The authors aimed to determine the effects of conventional treatment in localised prostate cancer patients with BRCA mutations.

BRCA mutations are mutations in the BRCA1 or BRCA2 gene (regulates cell functions). BRCA genes prevent tumors from growing. When they are mutated tumors can grow freely causing cancers such as breast, ovarian and prostate cancer.

There are several treatments suitable for localised prostate cancer (cancer is confined to the prostate). Radical prostatectomy is a treatment option that involves surgically removing the prostate and surrounding tissue. Radiation therapy is another form of treatment that uses radiation to kill cancer cells, however it can also damage normal cells so it needs to be carefully planned to minimize damage. Androgen deprivation therapy (ADT) is a treatment that targets the hormones used in prostate cancer.

The aim of this article was to determine how BRCA mutations affect a patients response to treatment in localised prostate cancer.

1,302 patients who had undergone either prostatectomy or radiation therapy were used in this study. 67 carried BRCA mutations – 18 BRCA1 and 49 BRCA2. Follow-up time was 67 months. Those with BRCA mutations more often had higher grade cancer (cells look more abnormal under the microscope) and larger tumors compared with non-carriers. 

535 patients received a radical prostatectomy, 35 BRCA carriers and 500 non-carriers. 767 patients received radiation therapy, 32 BRCA carriers and 735 non-carriers.
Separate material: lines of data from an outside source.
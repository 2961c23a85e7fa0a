//! CLI error types.

use thiserror::Error;

/// Result type for CLI operations
pub type CliResult<T> = Result<T, CliError>;

/// Errors surfaced by the CLI shell.
#[derive(Debug, Error)]
pub enum CliError {
    /// Configuration file could not be read or parsed
    #[error("configuration error: {0}")]
    Config(String),

    /// Runtime or server failure
    #[error("server error: {0}")]
    Server(#[from] std::io::Error),
}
Patients receiving radiation had a more aggressive, advanced disease. 78% of patients received ADT; 65% of BRCA carriers received ADT for more than 6 months compared to 41% of non-carriers.
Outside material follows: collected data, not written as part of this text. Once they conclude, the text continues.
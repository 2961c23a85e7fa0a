//! Record Access Contract Tests
//!
//! The fail-soft contract: operations on a missing table degrade to
//! empty/none/outcome results, never errors. Malformed update patches are
//! the loud exception.

use csvstore::normalizer::normalize;
use csvstore::store::{MutationOutcome, StoreError, TableStore};

// =============================================================================
// Helper Functions
// =============================================================================

fn loaded_store() -> TableStore {
    let store = TableStore::new();
    let table = normalize(b"name,age,city\nJohn,30,Paris\nJane,25,London\nBob,30,Paris\n")
        .unwrap();
    store.rebuild_and_load(table).unwrap();
    store
}

fn patch(column: &str, value: &str) -> Vec<(String, String)> {
    vec![(column.to_string(), value.to_string())]
}

// =============================================================================
// Fail-Soft on Missing Table
// =============================================================================

/// Every data operation degrades quietly before the first upload.
#[test]
fn test_missing_table_degrades_to_empty_results() {
    let store = TableStore::new();
    let access = store.records();

    assert!(!store.exists());
    assert!(access.list(None).is_empty());
    assert!(access.list(Some(("name", "John"))).is_empty());
    assert!(access.get(1).is_none());
    assert_eq!(
        access.update(1, &patch("name", "X")).unwrap(),
        MutationOutcome::TableMissing
    );
    assert_eq!(access.delete(1), MutationOutcome::TableMissing);
}

// =============================================================================
// Get / Delete Lifecycle
// =============================================================================

/// An identity that was never assigned is not found.
#[test]
fn test_get_unassigned_identity() {
    let access = loaded_store().records();
    assert!(access.get(0).is_none());
    assert!(access.get(4).is_none());
    assert!(access.get(-1).is_none());
}

/// After delete, the identity is gone for good.
#[test]
fn test_delete_then_get_not_found() {
    let access = loaded_store().records();

    assert!(access.delete(1).applied());
    assert!(access.get(1).is_none());

    // Remaining identities are untouched
    assert!(access.get(2).is_some());
    assert!(access.get(3).is_some());
    assert_eq!(access.delete(1), MutationOutcome::RecordMissing);
}

// =============================================================================
// Update Semantics
// =============================================================================

/// Updating one column leaves every other field and record unchanged.
#[test]
fn test_update_is_surgical() {
    let access = loaded_store().records();
    assert!(access.update(2, &patch("city", "Berlin")).unwrap().applied());

    let updated = access.get(2).unwrap();
    assert_eq!(updated.value("city"), Some("Berlin"));
    assert_eq!(updated.value("name"), Some("Jane"));
    assert_eq!(updated.value("age"), Some("25"));

    assert_eq!(access.get(1).unwrap().value("city"), Some("Paris"));
    assert_eq!(access.get(3).unwrap().value("city"), Some("Paris"));
}

/// Multi-field patches apply together.
#[test]
fn test_update_multiple_fields() {
    let access = loaded_store().records();
    let fields = vec![
        ("name".to_string(), "Johnny".to_string()),
        ("age".to_string(), "31".to_string()),
    ];
    assert!(access.update(1, &fields).unwrap().applied());

    let record = access.get(1).unwrap();
    assert_eq!(record.value("name"), Some("Johnny"));
    assert_eq!(record.value("age"), Some("31"));
}

/// A patch naming an unknown column fails loudly and applies nothing.
#[test]
fn test_update_unknown_column_fails_loud() {
    let access = loaded_store().records();
    let fields = vec![
        ("age".to_string(), "99".to_string()),
        ("email".to_string(), "j@x".to_string()),
    ];

    let err = access.update(1, &fields).unwrap_err();
    assert!(matches!(err, StoreError::UnknownColumn(c) if c == "email"));
    assert_eq!(access.get(1).unwrap().value("age"), Some("30"));
}

// =============================================================================
// Filtered Listing
// =============================================================================

/// The filter returns exactly the records whose value matches, text-equal.
#[test]
fn test_filter_exact_text_equality() {
    let access = loaded_store().records();

    let paris = access.list(Some(("city", "Paris")));
    assert_eq!(paris.len(), 2);
    let names: Vec<_> = paris.iter().map(|r| r.value("name").unwrap()).collect();
    assert_eq!(names, vec!["John", "Bob"]);

    let age30 = access.list(Some(("age", "30")));
    assert_eq!(age30.len(), 2);
}

/// Case differences and partial matches do not count.
#[test]
fn test_filter_no_loose_matching() {
    let access = loaded_store().records();
    assert!(access.list(Some(("city", "paris"))).is_empty());
    assert!(access.list(Some(("city", "Par"))).is_empty());
}

/// Unknown filter columns yield empty, not an error.
#[test]
fn test_filter_unknown_column_is_empty() {
    let access = loaded_store().records();
    assert!(access.list(Some(("country", "France"))).is_empty());
}

/// Records list in identity order even after deletions.
#[test]
fn test_list_order_after_mutation() {
    let access = loaded_store().records();
    access.delete(2);

    let ids: Vec<_> = access.list(None).iter().map(|r| r.id).collect();
    assert_eq!(ids, vec![1, 3]);
}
127 patients experienced metastatic disease (cancer has spread outside the prostate to other organs). Following radical prostatectomy, 96% of BRCA carriers and 89% of non carriers were metastasis free after 3 years. After 5 years, 67% of BRCA carriers and 97% of non-carriers were metastasis free. After 10 years, 67% of BRCA carriers and 91% of non-carriers were metastasis free.

Following radiation therapy, 85% of BRCA carriers and 96% of non-carriers were free from metastasis after 3 years. After 5 years, 57% of BRCA carriers and 91% of non-carriers were metastasis free. After 10 years,  39% of BRCA carriers and 80% of non-carriers were metastasis free.

Having a BRCA mutation was associated with 2.36 times the risk of experiencing metastasis. 

After treatments, cause-specific survival (time after treatment that patient survives cancer in the absence of other causes of death) at 3 years was 96% in BRCA carriers and 99% in non-carriers, after 5 years was 76% in BRCA carriers and 97% in non-carriers and after 10 years was 61% in BRCA carriers and 85% in non-carriers.

Having a BRCA mutation was associated with 2.17 times the risk of cancer-related death, 

The authors conclude that BRCA carriers have worse outcomes after treatment and progress more quickly to metastatic disease when given conventional treatment.

The patient groups treated with radiation had more aggressive forms of cancer so cannot be accurately compared to patients who received a radical prostatectomy. 

If you are a BRCA carrier considering radical prostatectomy or radiation therapy and have concerns about the effectiveness of the treatment, please consult your doctor.